Abstract The inflammatory response in ulcerative colitis (UC) could be relieved by the conventional immunomodulatory agents; 5-aminosalicylic acid, corticosteroids, or azathioprine. However, the low remission rates and the intolerance to these agents necessitate investigation of gene expression signature in UC that could influence the therapeutic efficacy of drugs, as well as the interference with persistence genes by novel therapeutic option. Three microarray datasets (GSE66407, GSE38713 and GSE14580) from the NCBI-GEO database were utilized. Differentially expressed genes between samples of patients with UC and healthy ones were analyzed using R software. In addition, in vivo study using oxazolone-induced UC in BALB/c mice was carried out to investigate the proposed therapeutic efficacy of dichloroacetate (DCA).
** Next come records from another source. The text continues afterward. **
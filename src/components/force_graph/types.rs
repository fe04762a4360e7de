//! Graph data structures for input to the force graph component.
//!
//! Field names follow the wire format the server emits for the network page
//! (`from`/`to` endpoints, `{color, highlight, hover}` edge colors).

use serde::{Deserialize, Deserializer};
use serde_json::Value;

/// Shape used to draw a node.
#[derive(Clone, Copy, Debug, Default, Deserialize, PartialEq, Eq)]
#[serde(rename_all = "lowercase")]
pub enum NodeShape {
	/// Filled circle.
	#[default]
	Dot,
	/// Rounded rectangle.
	Box,
	/// Circle stretched horizontally.
	Ellipse,
	/// Square rotated 45 degrees.
	Diamond,
	/// Any shape this renderer does not know; drawn as a dot.
	#[serde(other)]
	Unknown,
}

/// A node in the graph.
#[derive(Clone, Debug, Deserialize)]
pub struct GraphNode {
	/// Unique identifier for this node. Used to reference nodes in links and
	/// in the timeline.
	pub id: String,
	/// Optional display label. Labeled nodes are rendered larger.
	#[serde(default)]
	pub label: Option<String>,
	/// Node type (e.g. "sujeito", "hipotese"); selects the color.
	#[serde(default)]
	pub group: Option<String>,
	/// Color sent by the server. Only used when the group has no configured color.
	#[serde(default)]
	pub color: Option<String>,
	/// Tooltip text; may span several lines.
	#[serde(default)]
	pub title: Option<String>,
	/// Drawing shape.
	#[serde(default)]
	pub shape: NodeShape,
	/// Never drawn, whatever the timeline position.
	#[serde(default)]
	pub hidden: bool,
}

/// Edge color, either a plain CSS color or the per-state object form.
#[derive(Clone, Debug, Deserialize, PartialEq)]
#[serde(untagged)]
pub enum EdgeColor {
	/// One color for every state.
	Css(String),
	/// Separate colors per interaction state.
	States {
		/// Resting color.
		color: String,
		/// Color while an endpoint is highlighted.
		#[serde(default)]
		highlight: Option<String>,
		/// Color while hovered.
		#[serde(default)]
		hover: Option<String>,
	},
}

impl EdgeColor {
	/// Color in the resting state.
	pub fn base(&self) -> &str {
		match self {
			EdgeColor::Css(c) => c,
			EdgeColor::States { color, .. } => color,
		}
	}

	/// Color while either endpoint is highlighted.
	pub fn highlight(&self) -> &str {
		match self {
			EdgeColor::Css(c) => c,
			EdgeColor::States {
				color, highlight, ..
			} => highlight.as_deref().unwrap_or(color),
		}
	}
}

/// Which ends of an edge carry an arrow head.
#[derive(Clone, Copy, Debug, PartialEq, Eq)]
pub struct ArrowHeads {
	/// Head at the target end.
	pub to: bool,
	/// Head at the source end.
	pub from: bool,
}

impl Default for ArrowHeads {
	fn default() -> Self {
		Self {
			to: true,
			from: false,
		}
	}
}

impl ArrowHeads {
	/// Reads the string form, e.g. `"to"`, `"from"`, `"to, from"` or `""`.
	pub fn parse(ends: &str) -> Self {
		let mut heads = Self {
			to: false,
			from: false,
		};
		for end in ends.split(|c: char| c == ',' || c.is_whitespace()) {
			match end {
				"to" => heads.to = true,
				"from" => heads.from = true,
				_ => {}
			}
		}
		heads
	}
}

fn end_enabled(end: Option<&Value>) -> bool {
	match end {
		Some(Value::Bool(on)) => *on,
		Some(Value::Object(opts)) => opts.get("enabled").and_then(Value::as_bool).unwrap_or(true),
		_ => false,
	}
}

/// Accepts the string form, the `{to: {enabled}, from: ..}` object form, or
/// nothing (target head only).
fn arrows_from_wire<'de, D>(deserializer: D) -> Result<ArrowHeads, D::Error>
where
	D: Deserializer<'de>,
{
	Ok(match Option::<Value>::deserialize(deserializer)? {
		Some(Value::String(ends)) => ArrowHeads::parse(&ends),
		Some(Value::Object(ends)) => ArrowHeads {
			to: end_enabled(ends.get("to")),
			from: end_enabled(ends.get("from")),
		},
		_ => ArrowHeads::default(),
	})
}

/// A directed edge between two nodes.
#[derive(Clone, Debug, Deserialize)]
pub struct GraphLink {
	/// Server-side edge id.
	#[serde(default)]
	pub id: Option<String>,
	/// Source node ID.
	#[serde(alias = "from")]
	pub source: String,
	/// Target node ID.
	#[serde(alias = "to")]
	pub target: String,
	/// Text drawn at the edge midpoint; may span several lines.
	#[serde(default)]
	pub label: Option<String>,
	/// Hover text.
	#[serde(default)]
	pub title: Option<String>,
	/// Draw the line dashed.
	#[serde(default)]
	pub dashes: bool,
	/// Line color; the theme's edge color when absent.
	#[serde(default)]
	pub color: Option<EdgeColor>,
	/// Arrow heads to draw.
	#[serde(default, deserialize_with = "arrows_from_wire")]
	pub arrows: ArrowHeads,
}

/// Complete graph data: nodes and links.
#[derive(Clone, Debug, Default, Deserialize)]
pub struct GraphData {
	/// All nodes, hidden ones included.
	#[serde(default)]
	pub nodes: Vec<GraphNode>,
	/// Edges; the wire name is `edges`.
	#[serde(default, alias = "edges")]
	pub links: Vec<GraphLink>,
}

#[cfg(test)]
mod tests {
	use super::*;

	#[test]
	fn parses_wire_format_edges() {
		let data: GraphData = serde_json::from_str(
			r##"{
				"nodes": [
					{"id": "s1", "label": "Rato", "group": "sujeito", "shape": "box"},
					{"id": "a1", "group": "acao", "shape": "star", "title": "ID: a1\nTipo: x"}
				],
				"edges": [
					{"id": "e1", "from": "s1", "to": "a1", "label": "Emite", "dashes": true,
					 "color": {"color": "#50C878", "highlight": "#3AA05A", "hover": "#3AA05A"}},
					{"source": "a1", "target": "s1", "color": "#848484"}
				]
			}"##,
		)
		.unwrap();

		assert_eq!(data.nodes.len(), 2);
		assert_eq!(data.nodes[0].shape, NodeShape::Box);
		assert_eq!(data.nodes[1].shape, NodeShape::Unknown);
		assert!(!data.nodes[1].hidden);

		let e1 = &data.links[0];
		assert_eq!((e1.source.as_str(), e1.target.as_str()), ("s1", "a1"));
		assert!(e1.dashes);
		let color = e1.color.as_ref().unwrap();
		assert_eq!(color.base(), "#50C878");
		assert_eq!(color.highlight(), "#3AA05A");

		let e2 = &data.links[1];
		assert!(!e2.dashes);
		assert_eq!(e2.color.as_ref().unwrap().highlight(), "#848484");
	}

	#[test]
	fn arrow_heads_follow_the_arrows_field() {
		let data: GraphData = serde_json::from_str(
			r#"{"edges": [
				{"from": "a", "to": "b"},
				{"from": "a", "to": "b", "arrows": "to"},
				{"from": "a", "to": "b", "arrows": ""},
				{"from": "a", "to": "b", "arrows": "to, from"},
				{"from": "a", "to": "b", "arrows": {"from": {"enabled": true}, "to": false}},
				{"from": "a", "to": "b", "arrows": null}
			]}"#,
		)
		.unwrap();
		let heads: Vec<(bool, bool)> = data.links.iter().map(|l| (l.arrows.to, l.arrows.from)).collect();
		assert_eq!(
			heads,
			[(true, false), (true, false), (false, false), (true, true), (false, true), (true, false)]
		);
	}

	#[test]
	fn missing_collections_are_empty() {
		let data: GraphData = serde_json::from_str("{}").unwrap();
		assert!(data.nodes.is_empty());
		assert!(data.links.is_empty());
	}
}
The bioinformatics analysis revealed the persistence of NLRP3, NFATC1, and IL1B in UC despite treatment with common therapeutic agents. DCA administration to oxazolone-treated mice showed remarkable interference with those persistence genes. Western blotting analysis for NLRP3, NFATC1, nuclear/total NF-κB, and cleaved caspase-1 revealed the ability of DCA to reduce the expression levels of these proteins in oxazolone-treated mice. Additionally, the inflammatory cytokines IL-1β and IL-13 were reduced in colonic tissue by DCA treatment. The therapeutic efficacy of DCA was further confirmed by the apparent reduction in histopathological scoring, disease activity index, and the normalization of colon length. Therefore, DCA could be suggested as a novel and promising therapeutic option in UC based on its ability to interfere with the persistence of NFATC1/NLRP3/IL1B signaling. That merits further safety/toxicological pre-clinical assessment and update of bioavailability/metabolism data prior to clinical investigation.